─── Supplied records
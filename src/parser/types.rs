use std::borrow::Cow;

/// Raw 90 kHz clock value as stored in a segment header.
#[derive(Debug, PartialEq, Eq, PartialOrd, Ord, Clone, Copy, Default)]
pub struct Timestamp(pub u32);

impl Timestamp {
    pub const TICKS_PER_MILLI: f64 = 90.0;

    pub fn ticks(self) -> u32 {
        self.0
    }

    pub fn millis(self) -> f64 {
        self.0 as f64 / Self::TICKS_PER_MILLI
    }
}

impl From<u32> for Timestamp {
    fn from(ticks: u32) -> Timestamp {
        Timestamp(ticks)
    }
}

#[derive(Debug, PartialEq, Eq, Hash, Clone, Copy)]
pub enum SegmentType {
    PaletteDefinition,
    ObjectDefinition,
    PresentationComposition,
    WindowDefinition,
    End,
}

impl SegmentType {
    pub fn from_tag(tag: u8) -> Option<SegmentType> {
        match tag {
            0x14 => Some(SegmentType::PaletteDefinition),
            0x15 => Some(SegmentType::ObjectDefinition),
            0x16 => Some(SegmentType::PresentationComposition),
            0x17 => Some(SegmentType::WindowDefinition),
            0x80 => Some(SegmentType::End),
            _ => None,
        }
    }

    pub fn tag(self) -> u8 {
        match self {
            SegmentType::PaletteDefinition => 0x14,
            SegmentType::ObjectDefinition => 0x15,
            SegmentType::PresentationComposition => 0x16,
            SegmentType::WindowDefinition => 0x17,
            SegmentType::End => 0x80,
        }
    }
}

/// One record of the stream: the 13 byte header plus its decoded payload.
#[derive(Debug, PartialEq, Clone)]
pub struct Packet {
    /// Stored as read; a well-formed stream always carries `PG` here.
    pub magic: [u8; 2],
    pub pts: Timestamp,
    /// Always zero in conforming streams, not enforced.
    pub dts: Timestamp,
    pub payload_size: u16,
    pub segment: Segment,
}

impl Packet {
    pub const HEADER_SIZE: usize = 13;
    pub const MAGIC: [u8; 2] = *b"PG";

    pub fn magic_str(&self) -> Cow<'_, str> {
        String::from_utf8_lossy(&self.magic)
    }

    pub fn segment_type(&self) -> SegmentType {
        self.segment.segment_type()
    }
}

#[derive(Debug, PartialEq, Clone)]
pub enum Segment {
    PresentationComposition(PresentationComposition),
    WindowDefinition(WindowDefinitionSet),
    PaletteDefinition(PaletteDefinition),
    ObjectDefinition(ObjectDefinition),
    End,
}

impl Segment {
    pub fn segment_type(&self) -> SegmentType {
        match self {
            Segment::PresentationComposition(_) => SegmentType::PresentationComposition,
            Segment::WindowDefinition(_) => SegmentType::WindowDefinition,
            Segment::PaletteDefinition(_) => SegmentType::PaletteDefinition,
            Segment::ObjectDefinition(_) => SegmentType::ObjectDefinition,
            Segment::End => SegmentType::End,
        }
    }
}

#[derive(Debug, PartialEq, Eq, Clone, Copy)]
pub enum CompositionState {
    Normal,
    AcquisitionPoint,
    EpochStart,
}

impl CompositionState {
    pub fn from_byte(b: u8) -> Option<CompositionState> {
        match b {
            0x00 => Some(CompositionState::Normal),
            0x40 => Some(CompositionState::AcquisitionPoint),
            0x80 => Some(CompositionState::EpochStart),
            _ => None,
        }
    }
}

#[derive(Debug, PartialEq, Clone)]
pub struct PresentationComposition {
    pub width: u16,
    pub height: u16,
    pub framerate: u8,
    /// Shared by the display sets that show and clear one subtitle.
    pub number: u16,
    pub state: CompositionState,
    pub palette_update: bool,
    pub palette_id: u8,
    pub object_count: u8,
    pub objects: Vec<CompositionObject>,
}

impl PresentationComposition {
    fn first_object(&self) -> Option<&CompositionObject> {
        self.objects.first()
    }

    pub fn object_id(&self) -> Option<u16> {
        self.first_object().map(|o| o.id)
    }

    pub fn window_id(&self) -> Option<u8> {
        self.first_object().map(|o| o.window_id)
    }

    pub fn object_cropped(&self) -> Option<bool> {
        self.first_object().map(|o| o.crop != CompositionObjectCrop::NotCropped)
    }

    pub fn position(&self) -> Option<(u16, u16)> {
        self.first_object().map(|o| (o.x, o.y))
    }
}

#[derive(Debug, PartialEq, Clone)]
pub struct CompositionObject {
    pub id: u16,
    pub window_id: u8,
    pub x: u16,
    pub y: u16,
    pub crop: CompositionObjectCrop,
}

#[derive(Debug, PartialEq, Clone)]
pub enum CompositionObjectCrop {
    NotCropped,
    Cropped {
        x: u16,
        y: u16,
        width: u16,
        height: u16,
    },
}

#[derive(Debug, PartialEq, Clone)]
pub struct WindowDefinitionSet {
    pub count: u8,
    pub windows: Vec<WindowDefinition>,
}

#[derive(Debug, PartialEq, Clone)]
pub struct WindowDefinition {
    pub id: u8,
    pub x: u16,
    pub y: u16,
    pub width: u16,
    pub height: u16,
}

#[derive(Debug, PartialEq, Clone)]
pub struct PaletteDefinition {
    pub id: u8,
    pub version: u8,
    pub entries: Vec<PaletteEntry>,
}

#[derive(Debug, PartialEq, Clone)]
pub struct PaletteEntry {
    pub id: u8,
    pub color: YCrCbAColor,
}

#[derive(Debug, PartialEq, Clone, Copy)]
pub struct YCrCbAColor {
    pub y: u8,
    pub cr: u8,
    pub cb: u8,
    pub a: u8,
}

#[derive(Debug, PartialEq, Eq, Clone, Copy)]
pub enum SequenceFlag {
    Last,
    First,
    FirstAndLast,
}

impl SequenceFlag {
    pub fn from_byte(b: u8) -> Option<SequenceFlag> {
        match b {
            0x40 => Some(SequenceFlag::Last),
            0x80 => Some(SequenceFlag::First),
            0xC0 => Some(SequenceFlag::FirstAndLast),
            _ => None,
        }
    }

    pub fn is_first(self) -> bool {
        self != SequenceFlag::Last
    }

    pub fn is_last(self) -> bool {
        self != SequenceFlag::First
    }
}

#[derive(Derivative, PartialEq, Clone)]
#[derivative(Debug)]
pub struct ObjectDefinition {
    pub id: u16,
    pub version: u8,
    pub sequence: SequenceFlag,
    pub data_length: u32,
    /// Informational only; the decoded bitmap derives its own size.
    pub width: u16,
    pub height: u16,
    #[derivative(Debug = "ignore")]
    pub data: Vec<u8>,
}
──────
When you output the entries, keep every line exactly as it appears above.

filename src/parser/types.rs
use std::borrow::Cow;

/// Raw 90 kHz clock value as stored in a segment header.
#[derive(Debug, PartialEq, Eq, PartialOrd, Ord, Clone, Copy, Default)]
pub struct Timestamp(pub u32);

impl Timestamp {
    pub const TICKS_PER_MILLI: f64 = 90.0;

    pub fn ticks(self) -> u32 {
        self.0
    }

    pub fn millis(self) -> f64 {
        self.0 as f64 / Self::TICKS_PER_MILLI
    }
}

impl From<u32> for Timestamp {
    fn from(ticks: u32) -> Timestamp {
        Timestamp(ticks)
    }
}

#[derive(Debug, PartialEq, Eq, Hash, Clone, Copy)]
pub enum SegmentType {
    PaletteDefinition,
    ObjectDefinition,
    PresentationComposition,
    WindowDefinition,
    End,
}

impl SegmentType {
    pub fn from_tag(tag: u8) -> Option<SegmentType> {
        match tag {
            0x14 => Some(SegmentType::PaletteDefinition),
            0x15 => Some(SegmentType::ObjectDefinition),
            0x16 => Some(SegmentType::PresentationComposition),
            0x17 => Some(SegmentType::WindowDefinition),
            0x80 => Some(SegmentType::End),
            _ => None,
        }
    }

    pub fn tag(self) -> u8 {
        match self {
            SegmentType::PaletteDefinition => 0x14,
            SegmentType::ObjectDefinition => 0x15,
            SegmentType::PresentationComposition => 0x16,
            SegmentType::WindowDefinition => 0x17,
            SegmentType::End => 0x80,
        }
    }
}

/// One record of the stream: the 13 byte header plus its decoded payload.
#[derive(Debug, PartialEq, Clone)]
pub struct Packet {
    /// Stored as read; a well-formed stream always carries `PG` here.
    pub magic: [u8; 2],
    pub pts: Timestamp,
    /// Always zero in conforming streams, not enforced.
    pub dts: Timestamp,
    pub payload_size: u16,
    pub segment: Segment,
}

impl Packet {
    pub const HEADER_SIZE: usize = 13;
    pub const MAGIC: [u8; 2] = *b"PG";

    pub fn magic_str(&self) -> Cow<'_, str> {
        String::from_utf8_lossy(&self.magic)
    }

    pub fn segment_type(&self) -> SegmentType {
        self.segment.segment_type()
    }
}

#[derive(Debug, PartialEq, Clone)]
pub enum Segment {
    PresentationComposition(PresentationComposition),
    WindowDefinition(WindowDefinitionSet),
    PaletteDefinition(PaletteDefinition),
    ObjectDefinition(ObjectDefinition),
    End,
}

impl Segment {
    pub fn segment_type(&self) -> SegmentType {
        match self {
            Segment::PresentationComposition(_) => SegmentType::PresentationComposition,
            Segment::WindowDefinition(_) => SegmentType::WindowDefinition,
            Segment::PaletteDefinition(_) => SegmentType::PaletteDefinition,
            Segment::ObjectDefinition(_) => SegmentType::ObjectDefinition,
            Segment::End => SegmentType::End,
        }
    }
}

#[derive(Debug, PartialEq, Eq, Clone, Copy)]
pub enum CompositionState {
    Normal,
    AcquisitionPoint,
    EpochStart,
}

impl CompositionState {
    pub fn from_byte(b: u8) -> Option<CompositionState> {
        match b {
            0x00 => Some(CompositionState::Normal),
            0x40 => Some(CompositionState::AcquisitionPoint),
            0x80 => Some(CompositionState::EpochStart),
            _ => None,
        }
    }
}

#[derive(Debug, PartialEq, Clone)]
pub struct PresentationComposition {
    pub width: u16,
    pub height: u16,
    pub framerate: u8,
    /// Shared by the display sets that show and clear one subtitle.
    pub number: u16,
    pub state: CompositionState,
    pub palette_update: bool,
    pub palette_id: u8,
    pub object_count: u8,
    pub objects: Vec<CompositionObject>,
}

impl PresentationComposition {
    fn first_object(&self) -> Option<&CompositionObject> {
        self.objects.first()
    }

    pub fn object_id(&self) -> Option<u16> {
        self.first_object().map(|o| o.id)
    }

    pub fn window_id(&self) -> Option<u8> {
        self.first_object().map(|o| o.window_id)
    }

    pub fn object_cropped(&self) -> Option<bool> {
        self.first_object().map(|o| o.crop != CompositionObjectCrop::NotCropped)
    }

    pub fn position(&self) -> Option<(u16, u16)> {
        self.first_object().map(|o| (o.x, o.y))
    }
}

#[derive(Debug, PartialEq, Clone)]
pub struct CompositionObject {
    pub id: u16,
    pub window_id: u8,
    pub x: u16,
    pub y: u16,
    pub crop: CompositionObjectCrop,
}

#[derive(Debug, PartialEq, Clone)]
pub enum CompositionObjectCrop {
    NotCropped,
    Cropped {
        x: u16,
        y: u16,
        width: u16,
        height: u16,
    },
}

#[derive(Debug, PartialEq, Clone)]
pub struct WindowDefinitionSet {
    pub count: u8,
    pub windows: Vec<WindowDefinition>,
}

#[derive(Debug, PartialEq, Clone)]
pub struct WindowDefinition {
    pub id: u8,
    pub x: u16,
    pub y: u16,
    pub width: u16,
    pub height: u16,
}

#[derive(Debug, PartialEq, Clone)]
pub struct PaletteDefinition {
    pub id: u8,
    pub version: u8,
    pub entries: Vec<PaletteEntry>,
}

#[derive(Debug, PartialEq, Clone)]
pub struct PaletteEntry {
    pub id: u8,
    pub color: YCrCbAColor,
}

#[derive(Debug, PartialEq, Clone, Copy)]
pub struct YCrCbAColor {
    pub y: u8,
    pub cr: u8,
    pub cb: u8,
    pub a: u8,
}

#[derive(Debug, PartialEq, Eq, Clone, Copy)]
pub enum SequenceFlag {
    Last,
    First,
    FirstAndLast,
}

impl SequenceFlag {
    pub fn from_byte(b: u8) -> Option<SequenceFlag> {
        match b {
            0x40 => Some(SequenceFlag::Last),
            0x80 => Some(SequenceFlag::First),
            0xC0 => Some(SequenceFlag::FirstAndLast),
            _ => None,
        }
    }

    pub fn is_first(self) -> bool {
        self != SequenceFlag::Last
    }

    pub fn is_last(self) -> bool {
        self != SequenceFlag::First
    }
}

#[derive(Derivative, PartialEq, Clone)]
#[derivative(Debug)]
pub struct ObjectDefinition {
    pub id: u16,
    pub version: u8,
    pub sequence: SequenceFlag,
    pub data_length: u32,
    /// Informational only; the decoded bitmap derives its own size.
    pub width: u16,
    pub height: u16,
    #[derivative(Debug = "ignore")]
    pub data: Vec<u8>,
}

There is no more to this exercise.